誕生日の翌日、世界はまた動き出す
誕生日の翌朝は、驚くほど静かだった。
昨日まで広場にあふれていた笑い声も、飾り付けも、甘い匂いも消え、領地はいつもの朝の顔に戻っている。
職人たちは早くから動き、農地では鍬の音が規則正しく響いていた。
フィリアは執務机の前で、小さく伸びをした。
「……うん。戻ったね」
それは少し寂しくて、でも不思議と落ち着く感覚だった。
ガルドが書類を抱えて入ってくる。
「誕生日の余韻に浸る暇はなさそうですな」
「……うん。分かってる」
分かっている。
祝われるのは一日。
領地を動かすのは、毎日だ。
■ 原種管理地としての“現実”
最初に差し出されたのは、王都からの正式文書だった。
封緘使が内容を読み上げる。
「青天麦・銀光豆・蒼霧草――以上三種について、フィリア領を原種管理地として認定。
今後、種子・苗の移動はすべて王命または領主許可制とする――」
フィリアは机に肘をつき、頬に手を当てた。
「……はいはい、来ました来ました」
昨日はケーキ。
今日は管理責任。
落差がひどい。
「追加で、研究視察の申請が三件。貴族からの“友好訪問”が二件。
あと……これは断っていいと思いますが、“共同管理”の打診が一件」
「断って」
即答だった。
ガルドが苦笑する。
「でしょうな」
■ 予定だけは、きちんと立てる
フィリアは机に広げた領地図を指でなぞる。
「まだ動かさない。
でも、準備はする」
そこに書かれているのは、五つの植物の名前。
① 金露の木
② 青天麦
③ 銀光豆
④ 赤花コショウ
⑤ 蒼霧草
「まずは②と③。これは食べるもの。領地の土台」
文官が頷く。
「青天麦は雨に強い。未整備地でも育ちますし、銀光豆は保存性が高い」
「うん。“食べられる安心”がないと、人は落ち着かないから」
次に指が動く。
「その次が⑤。薬。人が増えた今、怪我や病気は避けられない」
封緘使が補足する。
「簡易薬でも、領民の不安は大きく減ります」
「で、④と①は……」
フィリアは少し間を置いた。
「まだ先。余裕が出てから。贅沢は、基盤ができてから」
ガルドはその判断に、静かに感心していた。
「焦らぬな」
「焦ると、壊れるの。もう知ってる」
■ 建築が終わるまで、動かない勇気
報告は続く。
・仮設住宅の恒久化工事
・倉庫の増設
・学校三拠点の基礎工事
・水路の補修
どれも進行中で、どれも人手が限界だった。
「……ね。

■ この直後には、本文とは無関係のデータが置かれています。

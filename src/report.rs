//! Outcome of an import.
//!
//! Conditions that do not stop an import (an empty batch, a batch adding citation targets,
//! edge rows with a missing endpoint) are collected as [`Notice`]s on the [`ImportReport`]
//! instead of being raised as errors.

use crate::edges::EdgeKey;
use itertools::Itertools;
use serde::{Deserialize, Serialize};
use std::fmt;

/// A recoverable condition met during an import.
#[derive(Debug, Clone, PartialEq, Eq, Serialize, Deserialize)]
pub enum Notice {
    /// The batch held no rows; nothing changed.
    EmptyBatch,
    /// The batch adds targets to sources the edge store already holds.
    AdditiveTargets { sources: Vec<EdgeKey> },
    /// The batch lists fewer targets than the store holds for these sources. No edge is
    /// removed.
    OmittedTargets { sources: Vec<EdgeKey> },
    /// Edge rows dropped because an endpoint was a placeholder.
    DroppedIncompleteEdges { count: usize },
    /// Document rows skipped because every key column was a placeholder.
    SkippedKeylessRows { count: usize },
}

impl fmt::Display for Notice {
    fn fmt(&self, f: &mut fmt::Formatter<'_>) -> fmt::Result {
        match self {
            Notice::EmptyBatch => f.write_str("empty batch"),
            Notice::AdditiveTargets { sources } => {
                write!(f, "new targets for sources: {}", sources.iter().join(", "))
            }
            Notice::OmittedTargets { sources } => {
                write!(f, "targets omitted for sources: {}", sources.iter().join(", "))
            }
            Notice::DroppedIncompleteEdges { count } => {
                write!(f, "dropped {count} edge rows with a placeholder endpoint")
            }
            Notice::SkippedKeylessRows { count } => {
                write!(f, "skipped {count} rows without a usable key")
            }
        }
    }
}

/// What an import changed.
#[derive(Debug, Clone, Default, PartialEq, Eq, Serialize, Deserialize)]
pub struct ImportReport {
    /// Existing rows that gained at least one field.
    pub patched_rows: usize,
    /// Fields that moved from a placeholder to concrete data.
    pub patched_fields: usize,
    /// Rows appended to the store.
    pub appended: usize,
    /// Batch rows folded into another row with the same key.
    pub merged_duplicates: usize,
    pub notices: Vec<Notice>,
}

impl ImportReport {
    /// Report for a batch without rows.
    pub fn empty_batch() -> Self {
        Self {
            notices: vec![Notice::EmptyBatch],
            ..Default::default()
        }
    }

    /// True if the import left the store as it was.
    pub fn is_noop(&self) -> bool {
        self.patched_fields == 0 && self.appended == 0
    }

    pub fn has_notice(&self, predicate: impl Fn(&Notice) -> bool) -> bool {
        self.notices.iter().any(predicate)
    }
}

今、これ以上新しいことを始めたら、歪む」
フィリアは小さな指で机を叩く。
「だから、待つ」
「待つ、ですか」
「うん。“ちゃんと回るのを確認するまで”」
文官が慎重に言う。
「ですが、外からの圧は……」
「知ってる。でもね」
フィリアは少しだけ笑った。
「建物ができて、配置が定着して、人が“自分の居場所”を見つけるまで――それが先」
ガルドは深く頷いた。
「……良い判断です」
■ フィリア、ぼやく
昼休み。
書類が一段落したところで、フィリアは椅子にもたれた。
「……ねぇ」
「どうなさいました?」
「昨日、私、三歳だったんだよ?」
「存じております」
「で、今日は原種管理地の責任者」
「そうですな」
フィリアは天井を見上げた。
「三歳児に何させてるんだ、この国……」
封緘使が咳払いをした。
「……国としても、少々反省しております」
「ほんとにね!」
でも、その声には怒りよりも、呆れと苦笑が混じっていた。
■ それでも、前へ
夕方。
フィリアは工事中の学校予定地を遠くから眺めていた。
木材の匂い。
土の音。
働く人の声。
「……大丈夫」
誰に言うでもなく、そう呟く。
誕生日は終わった。
現実は戻ってきた。
でもそれは、冷たいだけの現実じゃない。
ここには、
育てるものがあって、
守るものがあって、
待つ価値のある未来がある。
「よし」
小さく頷き、フィリアは踵を返した。
明日は、また明日の仕事がある。
世界は動く。
でも今は――
ちゃんと、呼吸を整える時間だ。